## Records provided
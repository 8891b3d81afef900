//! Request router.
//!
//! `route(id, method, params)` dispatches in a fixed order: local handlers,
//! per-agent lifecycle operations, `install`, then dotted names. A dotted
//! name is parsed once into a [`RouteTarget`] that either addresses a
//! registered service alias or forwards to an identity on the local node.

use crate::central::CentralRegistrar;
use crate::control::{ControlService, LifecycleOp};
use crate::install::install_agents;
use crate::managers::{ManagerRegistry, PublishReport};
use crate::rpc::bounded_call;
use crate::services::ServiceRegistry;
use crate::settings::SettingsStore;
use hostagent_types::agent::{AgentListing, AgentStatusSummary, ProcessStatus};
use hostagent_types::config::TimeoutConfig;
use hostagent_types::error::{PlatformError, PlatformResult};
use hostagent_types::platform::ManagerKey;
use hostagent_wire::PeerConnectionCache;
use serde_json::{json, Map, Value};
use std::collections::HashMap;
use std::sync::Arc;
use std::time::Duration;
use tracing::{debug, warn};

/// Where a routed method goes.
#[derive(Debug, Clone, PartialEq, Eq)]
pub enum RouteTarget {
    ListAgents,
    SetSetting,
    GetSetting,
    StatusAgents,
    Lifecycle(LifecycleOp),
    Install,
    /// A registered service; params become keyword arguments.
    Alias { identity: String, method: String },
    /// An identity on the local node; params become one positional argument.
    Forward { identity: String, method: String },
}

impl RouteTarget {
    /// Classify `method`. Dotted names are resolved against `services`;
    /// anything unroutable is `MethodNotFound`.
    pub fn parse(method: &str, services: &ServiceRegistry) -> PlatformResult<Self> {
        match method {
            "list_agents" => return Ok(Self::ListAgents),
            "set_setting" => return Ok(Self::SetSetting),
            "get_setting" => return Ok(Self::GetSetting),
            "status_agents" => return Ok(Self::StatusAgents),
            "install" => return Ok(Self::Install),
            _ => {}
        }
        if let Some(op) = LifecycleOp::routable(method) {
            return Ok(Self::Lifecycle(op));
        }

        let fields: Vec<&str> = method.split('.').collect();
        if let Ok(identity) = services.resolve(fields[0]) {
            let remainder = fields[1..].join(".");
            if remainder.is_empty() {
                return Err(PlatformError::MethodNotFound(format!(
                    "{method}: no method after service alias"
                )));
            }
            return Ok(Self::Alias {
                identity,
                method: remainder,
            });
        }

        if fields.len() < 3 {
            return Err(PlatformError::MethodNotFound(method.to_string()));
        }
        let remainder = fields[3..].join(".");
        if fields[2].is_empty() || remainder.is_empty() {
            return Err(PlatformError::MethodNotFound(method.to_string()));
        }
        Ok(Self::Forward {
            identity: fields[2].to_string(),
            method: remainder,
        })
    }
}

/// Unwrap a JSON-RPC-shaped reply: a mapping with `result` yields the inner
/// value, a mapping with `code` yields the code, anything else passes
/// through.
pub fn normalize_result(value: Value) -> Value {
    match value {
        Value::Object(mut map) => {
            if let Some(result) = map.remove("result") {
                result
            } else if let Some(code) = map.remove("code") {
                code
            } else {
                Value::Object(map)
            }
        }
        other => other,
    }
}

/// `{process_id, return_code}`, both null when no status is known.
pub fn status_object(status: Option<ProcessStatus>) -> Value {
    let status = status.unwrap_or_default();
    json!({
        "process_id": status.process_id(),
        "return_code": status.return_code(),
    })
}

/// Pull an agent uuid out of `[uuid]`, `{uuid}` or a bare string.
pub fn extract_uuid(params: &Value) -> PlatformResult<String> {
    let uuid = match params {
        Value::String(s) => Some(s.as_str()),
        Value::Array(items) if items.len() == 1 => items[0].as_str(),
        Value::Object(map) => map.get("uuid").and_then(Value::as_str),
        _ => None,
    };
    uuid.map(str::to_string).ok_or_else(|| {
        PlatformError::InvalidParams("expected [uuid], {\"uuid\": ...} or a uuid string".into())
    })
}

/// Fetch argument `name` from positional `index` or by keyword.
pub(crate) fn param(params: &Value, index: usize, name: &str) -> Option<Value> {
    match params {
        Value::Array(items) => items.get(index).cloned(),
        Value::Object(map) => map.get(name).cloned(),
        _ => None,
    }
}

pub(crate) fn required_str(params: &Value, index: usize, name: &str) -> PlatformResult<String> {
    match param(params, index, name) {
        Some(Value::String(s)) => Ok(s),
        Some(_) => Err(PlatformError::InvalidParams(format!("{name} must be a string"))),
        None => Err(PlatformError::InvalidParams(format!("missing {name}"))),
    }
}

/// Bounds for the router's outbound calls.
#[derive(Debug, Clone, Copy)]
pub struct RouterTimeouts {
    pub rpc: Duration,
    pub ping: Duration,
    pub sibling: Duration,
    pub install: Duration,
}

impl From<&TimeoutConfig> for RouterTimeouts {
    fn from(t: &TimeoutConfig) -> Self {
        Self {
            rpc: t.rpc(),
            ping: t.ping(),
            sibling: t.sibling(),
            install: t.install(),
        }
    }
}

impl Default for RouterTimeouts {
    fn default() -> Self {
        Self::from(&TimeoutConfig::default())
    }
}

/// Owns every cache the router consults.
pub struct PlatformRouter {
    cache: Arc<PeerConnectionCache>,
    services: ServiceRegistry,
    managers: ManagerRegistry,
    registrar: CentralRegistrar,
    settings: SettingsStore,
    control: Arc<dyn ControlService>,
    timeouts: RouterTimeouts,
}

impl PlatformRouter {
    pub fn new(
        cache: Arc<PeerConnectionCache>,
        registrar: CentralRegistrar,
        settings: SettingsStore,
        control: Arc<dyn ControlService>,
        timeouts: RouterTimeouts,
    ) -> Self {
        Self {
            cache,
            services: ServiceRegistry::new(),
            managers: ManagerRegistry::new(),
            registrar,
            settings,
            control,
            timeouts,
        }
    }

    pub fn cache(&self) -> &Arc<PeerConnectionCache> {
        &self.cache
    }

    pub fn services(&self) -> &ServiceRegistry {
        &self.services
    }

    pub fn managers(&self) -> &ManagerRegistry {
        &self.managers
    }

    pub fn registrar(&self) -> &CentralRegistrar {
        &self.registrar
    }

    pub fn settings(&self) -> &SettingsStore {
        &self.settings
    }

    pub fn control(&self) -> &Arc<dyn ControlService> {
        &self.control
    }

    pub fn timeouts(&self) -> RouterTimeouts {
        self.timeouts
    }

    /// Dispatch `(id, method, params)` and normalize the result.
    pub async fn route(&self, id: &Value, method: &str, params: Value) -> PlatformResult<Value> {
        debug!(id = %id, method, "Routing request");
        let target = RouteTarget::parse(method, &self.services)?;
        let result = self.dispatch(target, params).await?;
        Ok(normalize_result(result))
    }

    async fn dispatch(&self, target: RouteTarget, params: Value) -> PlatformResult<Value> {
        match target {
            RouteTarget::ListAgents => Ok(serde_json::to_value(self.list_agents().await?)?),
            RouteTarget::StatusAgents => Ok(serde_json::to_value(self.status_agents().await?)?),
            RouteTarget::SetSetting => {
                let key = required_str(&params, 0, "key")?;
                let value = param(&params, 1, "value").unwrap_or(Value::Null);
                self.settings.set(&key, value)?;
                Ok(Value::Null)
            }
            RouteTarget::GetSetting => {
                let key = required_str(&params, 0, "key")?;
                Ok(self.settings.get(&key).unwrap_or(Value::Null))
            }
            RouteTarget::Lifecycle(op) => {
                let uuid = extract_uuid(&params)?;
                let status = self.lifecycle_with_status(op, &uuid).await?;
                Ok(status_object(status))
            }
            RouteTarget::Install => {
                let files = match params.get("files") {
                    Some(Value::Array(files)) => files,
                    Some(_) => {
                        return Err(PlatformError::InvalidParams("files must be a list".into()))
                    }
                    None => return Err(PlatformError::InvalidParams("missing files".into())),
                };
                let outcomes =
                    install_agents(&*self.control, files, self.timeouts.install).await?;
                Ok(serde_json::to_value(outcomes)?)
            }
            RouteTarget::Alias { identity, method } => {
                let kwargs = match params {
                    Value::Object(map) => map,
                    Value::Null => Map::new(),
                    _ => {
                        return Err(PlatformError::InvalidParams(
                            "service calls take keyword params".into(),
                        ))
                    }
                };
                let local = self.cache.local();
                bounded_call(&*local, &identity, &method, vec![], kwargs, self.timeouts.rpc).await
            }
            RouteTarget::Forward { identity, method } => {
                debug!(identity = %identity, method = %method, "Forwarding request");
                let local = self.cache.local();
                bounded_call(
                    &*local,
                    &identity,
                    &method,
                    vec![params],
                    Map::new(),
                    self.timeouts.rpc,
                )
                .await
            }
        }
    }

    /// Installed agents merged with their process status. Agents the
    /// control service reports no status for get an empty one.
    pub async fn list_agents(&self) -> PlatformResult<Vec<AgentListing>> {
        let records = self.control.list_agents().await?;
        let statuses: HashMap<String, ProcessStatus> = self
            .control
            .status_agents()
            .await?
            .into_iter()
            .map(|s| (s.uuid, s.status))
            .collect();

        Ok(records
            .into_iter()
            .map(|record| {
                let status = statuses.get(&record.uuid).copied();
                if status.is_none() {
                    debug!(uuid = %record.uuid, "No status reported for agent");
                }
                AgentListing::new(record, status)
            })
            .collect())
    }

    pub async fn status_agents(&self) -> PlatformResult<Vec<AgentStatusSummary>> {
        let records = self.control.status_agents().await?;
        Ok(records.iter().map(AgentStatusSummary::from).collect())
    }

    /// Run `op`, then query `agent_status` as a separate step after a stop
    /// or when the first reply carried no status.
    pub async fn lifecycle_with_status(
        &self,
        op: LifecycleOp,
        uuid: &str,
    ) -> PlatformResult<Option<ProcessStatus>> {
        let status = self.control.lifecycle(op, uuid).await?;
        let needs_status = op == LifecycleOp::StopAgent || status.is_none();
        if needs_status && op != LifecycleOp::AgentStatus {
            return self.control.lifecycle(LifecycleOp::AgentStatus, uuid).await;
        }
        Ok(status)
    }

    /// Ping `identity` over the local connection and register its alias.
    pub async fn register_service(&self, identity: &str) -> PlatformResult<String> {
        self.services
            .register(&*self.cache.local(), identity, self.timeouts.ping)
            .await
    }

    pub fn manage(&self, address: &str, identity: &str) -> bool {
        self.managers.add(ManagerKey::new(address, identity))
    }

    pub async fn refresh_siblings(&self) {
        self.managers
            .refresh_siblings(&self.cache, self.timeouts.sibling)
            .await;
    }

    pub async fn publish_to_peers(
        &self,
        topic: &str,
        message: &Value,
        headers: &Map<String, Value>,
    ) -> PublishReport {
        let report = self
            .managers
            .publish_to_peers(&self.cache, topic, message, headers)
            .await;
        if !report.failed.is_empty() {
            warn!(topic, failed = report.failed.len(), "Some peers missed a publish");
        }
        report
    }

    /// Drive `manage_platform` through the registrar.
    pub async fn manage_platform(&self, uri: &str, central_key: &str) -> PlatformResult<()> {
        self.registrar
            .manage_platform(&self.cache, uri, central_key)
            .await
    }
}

* * *

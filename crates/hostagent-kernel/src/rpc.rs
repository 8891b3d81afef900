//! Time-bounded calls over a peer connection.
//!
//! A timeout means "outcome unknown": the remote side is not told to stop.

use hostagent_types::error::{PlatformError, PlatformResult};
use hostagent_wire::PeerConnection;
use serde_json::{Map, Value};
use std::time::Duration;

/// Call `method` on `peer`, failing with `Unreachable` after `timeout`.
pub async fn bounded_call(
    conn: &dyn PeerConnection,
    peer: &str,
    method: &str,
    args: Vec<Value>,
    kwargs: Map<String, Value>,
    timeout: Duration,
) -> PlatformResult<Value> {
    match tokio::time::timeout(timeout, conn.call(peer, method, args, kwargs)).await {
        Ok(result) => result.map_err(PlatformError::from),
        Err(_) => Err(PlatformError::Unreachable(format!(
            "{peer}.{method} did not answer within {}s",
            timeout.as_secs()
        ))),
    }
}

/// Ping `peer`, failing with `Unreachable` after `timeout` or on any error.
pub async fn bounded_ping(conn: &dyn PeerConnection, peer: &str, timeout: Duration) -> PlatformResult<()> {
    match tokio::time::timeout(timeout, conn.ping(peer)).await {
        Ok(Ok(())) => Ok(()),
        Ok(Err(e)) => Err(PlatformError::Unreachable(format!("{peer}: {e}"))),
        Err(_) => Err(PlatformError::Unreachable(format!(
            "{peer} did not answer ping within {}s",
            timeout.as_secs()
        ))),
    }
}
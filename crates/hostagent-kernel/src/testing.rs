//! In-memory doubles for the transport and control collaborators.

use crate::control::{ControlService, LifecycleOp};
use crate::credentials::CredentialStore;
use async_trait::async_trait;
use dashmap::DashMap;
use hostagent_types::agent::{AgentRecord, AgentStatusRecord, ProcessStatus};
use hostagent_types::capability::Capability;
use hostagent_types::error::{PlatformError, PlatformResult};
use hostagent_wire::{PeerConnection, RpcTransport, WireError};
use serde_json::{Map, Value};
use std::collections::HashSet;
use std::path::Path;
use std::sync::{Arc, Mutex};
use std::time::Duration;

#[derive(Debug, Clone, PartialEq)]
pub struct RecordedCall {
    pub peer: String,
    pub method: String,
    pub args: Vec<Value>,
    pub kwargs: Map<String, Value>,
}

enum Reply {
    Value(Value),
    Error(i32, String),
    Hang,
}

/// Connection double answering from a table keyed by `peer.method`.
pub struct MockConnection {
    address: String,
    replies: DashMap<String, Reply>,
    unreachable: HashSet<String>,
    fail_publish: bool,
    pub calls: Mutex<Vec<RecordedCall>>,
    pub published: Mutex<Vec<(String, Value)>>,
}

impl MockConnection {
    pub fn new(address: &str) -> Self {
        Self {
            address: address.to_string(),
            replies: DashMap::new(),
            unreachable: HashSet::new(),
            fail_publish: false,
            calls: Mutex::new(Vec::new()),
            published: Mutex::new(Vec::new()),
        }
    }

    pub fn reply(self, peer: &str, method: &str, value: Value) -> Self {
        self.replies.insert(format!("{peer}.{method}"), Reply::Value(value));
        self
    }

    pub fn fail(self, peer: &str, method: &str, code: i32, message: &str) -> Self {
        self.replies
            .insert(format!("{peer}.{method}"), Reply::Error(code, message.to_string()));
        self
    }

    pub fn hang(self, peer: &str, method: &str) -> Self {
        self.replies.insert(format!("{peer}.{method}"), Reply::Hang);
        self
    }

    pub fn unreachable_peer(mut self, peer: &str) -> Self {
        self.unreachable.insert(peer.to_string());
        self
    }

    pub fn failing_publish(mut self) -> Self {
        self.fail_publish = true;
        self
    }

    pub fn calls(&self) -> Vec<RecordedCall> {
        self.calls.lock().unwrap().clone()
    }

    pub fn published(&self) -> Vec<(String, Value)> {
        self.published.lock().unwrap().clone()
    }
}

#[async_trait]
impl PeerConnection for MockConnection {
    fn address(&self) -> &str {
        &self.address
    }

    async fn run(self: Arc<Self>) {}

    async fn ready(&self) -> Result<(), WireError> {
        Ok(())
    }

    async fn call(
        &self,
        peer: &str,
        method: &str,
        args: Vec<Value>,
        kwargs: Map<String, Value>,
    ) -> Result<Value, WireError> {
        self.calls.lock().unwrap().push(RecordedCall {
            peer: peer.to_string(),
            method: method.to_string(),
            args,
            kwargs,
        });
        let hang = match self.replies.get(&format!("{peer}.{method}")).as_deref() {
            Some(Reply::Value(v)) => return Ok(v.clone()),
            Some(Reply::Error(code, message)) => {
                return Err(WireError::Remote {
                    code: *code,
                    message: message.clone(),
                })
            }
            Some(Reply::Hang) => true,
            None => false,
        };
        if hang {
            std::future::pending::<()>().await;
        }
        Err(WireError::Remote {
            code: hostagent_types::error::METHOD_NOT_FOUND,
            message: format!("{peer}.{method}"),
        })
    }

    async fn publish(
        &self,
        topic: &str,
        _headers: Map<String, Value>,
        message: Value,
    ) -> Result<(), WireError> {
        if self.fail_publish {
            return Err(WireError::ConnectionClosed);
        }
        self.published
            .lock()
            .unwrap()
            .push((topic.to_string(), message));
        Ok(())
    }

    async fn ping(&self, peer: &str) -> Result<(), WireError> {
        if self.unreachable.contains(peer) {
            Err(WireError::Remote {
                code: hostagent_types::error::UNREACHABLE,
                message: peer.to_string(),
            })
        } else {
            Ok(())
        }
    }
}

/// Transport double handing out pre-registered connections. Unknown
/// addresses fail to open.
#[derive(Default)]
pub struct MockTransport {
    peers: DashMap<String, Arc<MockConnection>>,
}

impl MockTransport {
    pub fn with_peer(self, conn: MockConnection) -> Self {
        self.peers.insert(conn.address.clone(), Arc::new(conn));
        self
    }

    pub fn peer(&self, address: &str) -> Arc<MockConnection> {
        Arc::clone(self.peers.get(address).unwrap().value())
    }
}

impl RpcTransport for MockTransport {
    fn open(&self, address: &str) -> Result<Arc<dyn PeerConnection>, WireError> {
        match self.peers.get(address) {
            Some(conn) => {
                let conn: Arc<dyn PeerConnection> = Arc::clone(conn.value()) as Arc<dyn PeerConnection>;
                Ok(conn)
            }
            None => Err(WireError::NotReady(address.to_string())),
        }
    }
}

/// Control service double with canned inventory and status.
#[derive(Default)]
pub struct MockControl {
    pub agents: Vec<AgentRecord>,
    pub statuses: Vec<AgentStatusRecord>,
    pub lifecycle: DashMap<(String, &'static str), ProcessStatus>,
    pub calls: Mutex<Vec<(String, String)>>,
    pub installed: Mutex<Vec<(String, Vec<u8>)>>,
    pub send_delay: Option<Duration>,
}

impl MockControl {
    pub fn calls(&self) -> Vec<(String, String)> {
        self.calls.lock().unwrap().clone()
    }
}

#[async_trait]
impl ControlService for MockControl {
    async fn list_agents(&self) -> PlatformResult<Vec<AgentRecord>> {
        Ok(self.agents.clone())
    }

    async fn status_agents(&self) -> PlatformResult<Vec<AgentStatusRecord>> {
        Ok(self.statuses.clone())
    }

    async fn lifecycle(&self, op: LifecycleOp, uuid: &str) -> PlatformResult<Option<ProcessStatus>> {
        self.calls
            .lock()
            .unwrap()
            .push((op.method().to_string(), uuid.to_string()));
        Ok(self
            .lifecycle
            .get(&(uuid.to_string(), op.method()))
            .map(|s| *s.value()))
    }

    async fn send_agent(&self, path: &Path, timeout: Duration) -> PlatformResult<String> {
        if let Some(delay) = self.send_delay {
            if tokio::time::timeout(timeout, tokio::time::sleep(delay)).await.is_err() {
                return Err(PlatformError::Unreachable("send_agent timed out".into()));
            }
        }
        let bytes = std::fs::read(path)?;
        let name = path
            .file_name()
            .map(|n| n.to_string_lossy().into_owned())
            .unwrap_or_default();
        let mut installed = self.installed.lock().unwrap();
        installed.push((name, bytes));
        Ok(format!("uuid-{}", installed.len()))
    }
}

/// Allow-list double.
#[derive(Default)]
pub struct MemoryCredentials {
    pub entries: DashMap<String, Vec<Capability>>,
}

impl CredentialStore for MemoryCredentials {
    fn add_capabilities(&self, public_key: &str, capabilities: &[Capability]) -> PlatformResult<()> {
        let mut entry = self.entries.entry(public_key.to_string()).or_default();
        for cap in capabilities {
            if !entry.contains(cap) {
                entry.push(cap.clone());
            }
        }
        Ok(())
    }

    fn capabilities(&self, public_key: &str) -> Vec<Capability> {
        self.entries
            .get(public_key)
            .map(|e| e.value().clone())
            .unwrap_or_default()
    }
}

--

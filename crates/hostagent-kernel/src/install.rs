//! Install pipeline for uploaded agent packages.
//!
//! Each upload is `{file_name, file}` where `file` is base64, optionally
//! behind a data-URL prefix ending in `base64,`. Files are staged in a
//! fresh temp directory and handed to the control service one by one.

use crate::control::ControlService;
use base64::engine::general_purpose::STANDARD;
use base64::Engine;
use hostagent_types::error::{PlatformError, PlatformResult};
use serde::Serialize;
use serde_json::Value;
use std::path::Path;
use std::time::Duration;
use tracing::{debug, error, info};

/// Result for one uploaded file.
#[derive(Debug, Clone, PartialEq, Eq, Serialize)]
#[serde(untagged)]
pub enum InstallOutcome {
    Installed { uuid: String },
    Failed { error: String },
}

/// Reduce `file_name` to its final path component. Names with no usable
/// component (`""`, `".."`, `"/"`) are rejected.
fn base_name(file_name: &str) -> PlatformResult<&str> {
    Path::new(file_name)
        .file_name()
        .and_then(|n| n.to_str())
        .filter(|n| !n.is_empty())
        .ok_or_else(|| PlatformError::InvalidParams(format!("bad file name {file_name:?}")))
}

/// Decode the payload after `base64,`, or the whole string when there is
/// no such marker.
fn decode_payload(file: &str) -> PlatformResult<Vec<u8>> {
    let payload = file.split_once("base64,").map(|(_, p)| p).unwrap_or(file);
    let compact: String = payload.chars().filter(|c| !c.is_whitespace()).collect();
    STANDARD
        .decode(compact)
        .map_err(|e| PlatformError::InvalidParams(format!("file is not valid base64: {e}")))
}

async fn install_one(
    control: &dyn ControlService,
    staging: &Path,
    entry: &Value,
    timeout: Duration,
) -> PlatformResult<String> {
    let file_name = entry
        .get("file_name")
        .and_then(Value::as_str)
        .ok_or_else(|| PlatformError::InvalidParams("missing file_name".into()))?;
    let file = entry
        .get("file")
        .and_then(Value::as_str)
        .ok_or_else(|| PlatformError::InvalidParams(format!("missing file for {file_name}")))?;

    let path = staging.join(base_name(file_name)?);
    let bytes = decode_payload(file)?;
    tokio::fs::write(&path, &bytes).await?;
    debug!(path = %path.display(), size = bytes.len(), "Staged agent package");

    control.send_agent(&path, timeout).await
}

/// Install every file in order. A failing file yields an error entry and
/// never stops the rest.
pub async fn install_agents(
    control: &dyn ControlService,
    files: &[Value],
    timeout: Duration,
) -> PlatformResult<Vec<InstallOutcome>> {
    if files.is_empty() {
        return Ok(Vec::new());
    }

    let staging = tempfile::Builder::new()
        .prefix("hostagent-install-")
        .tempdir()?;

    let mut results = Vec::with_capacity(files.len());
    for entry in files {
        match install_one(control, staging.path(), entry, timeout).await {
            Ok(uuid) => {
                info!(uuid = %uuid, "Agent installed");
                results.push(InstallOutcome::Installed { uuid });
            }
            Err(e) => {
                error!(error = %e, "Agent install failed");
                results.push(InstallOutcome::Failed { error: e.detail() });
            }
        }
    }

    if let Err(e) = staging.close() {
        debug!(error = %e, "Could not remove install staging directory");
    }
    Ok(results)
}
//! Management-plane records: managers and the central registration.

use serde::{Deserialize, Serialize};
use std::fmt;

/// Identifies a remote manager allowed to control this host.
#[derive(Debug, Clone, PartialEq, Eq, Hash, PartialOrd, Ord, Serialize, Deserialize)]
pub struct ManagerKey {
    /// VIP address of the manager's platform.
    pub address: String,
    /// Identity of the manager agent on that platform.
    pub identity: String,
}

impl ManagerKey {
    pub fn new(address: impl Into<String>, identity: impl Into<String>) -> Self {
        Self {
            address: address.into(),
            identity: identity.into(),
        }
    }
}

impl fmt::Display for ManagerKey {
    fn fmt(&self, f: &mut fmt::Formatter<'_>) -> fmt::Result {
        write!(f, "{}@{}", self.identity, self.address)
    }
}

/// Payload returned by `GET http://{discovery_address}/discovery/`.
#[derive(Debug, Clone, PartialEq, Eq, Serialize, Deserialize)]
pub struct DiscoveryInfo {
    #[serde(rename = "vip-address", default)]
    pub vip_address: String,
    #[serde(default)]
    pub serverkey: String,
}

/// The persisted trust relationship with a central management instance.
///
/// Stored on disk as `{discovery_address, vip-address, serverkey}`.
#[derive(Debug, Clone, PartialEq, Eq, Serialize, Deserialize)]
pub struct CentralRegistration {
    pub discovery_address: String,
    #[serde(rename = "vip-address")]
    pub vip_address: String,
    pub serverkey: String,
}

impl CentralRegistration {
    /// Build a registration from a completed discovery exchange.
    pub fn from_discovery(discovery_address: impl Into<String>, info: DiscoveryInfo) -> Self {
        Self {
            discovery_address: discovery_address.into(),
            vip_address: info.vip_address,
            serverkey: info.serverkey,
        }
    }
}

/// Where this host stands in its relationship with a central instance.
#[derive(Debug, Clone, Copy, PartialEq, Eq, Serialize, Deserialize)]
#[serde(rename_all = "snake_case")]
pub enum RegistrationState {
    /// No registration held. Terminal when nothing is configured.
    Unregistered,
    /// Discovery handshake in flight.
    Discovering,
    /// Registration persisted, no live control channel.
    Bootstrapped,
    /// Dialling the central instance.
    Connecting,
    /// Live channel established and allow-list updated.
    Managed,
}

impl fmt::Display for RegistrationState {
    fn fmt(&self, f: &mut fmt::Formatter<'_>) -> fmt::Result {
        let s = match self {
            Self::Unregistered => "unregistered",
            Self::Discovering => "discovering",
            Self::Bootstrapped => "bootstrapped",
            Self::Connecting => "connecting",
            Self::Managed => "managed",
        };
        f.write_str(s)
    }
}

## What is required
Reproduce, exactly as they stand in the data above, the lines from the one that holds "Ok(self.agents.clone())" to the one that holds "if let Some(delay)", inclusive.

## Output below
        Ok(self.agents.clone())
    }

    async fn status_agents(&self) -> PlatformResult<Vec<AgentStatusRecord>> {
        Ok(self.statuses.clone())
    }

    async fn lifecycle(&self, op: LifecycleOp, uuid: &str) -> PlatformResult<Option<ProcessStatus>> {
        self.calls
            .lock()
            .unwrap()
            .push((op.method().to_string(), uuid.to_string()));
        Ok(self
            .lifecycle
            .get(&(uuid.to_string(), op.method()))
            .map(|s| *s.value()))
    }

    async fn send_agent(&self, path: &Path, timeout: Duration) -> PlatformResult<String> {
        if let Some(delay) = self.send_delay {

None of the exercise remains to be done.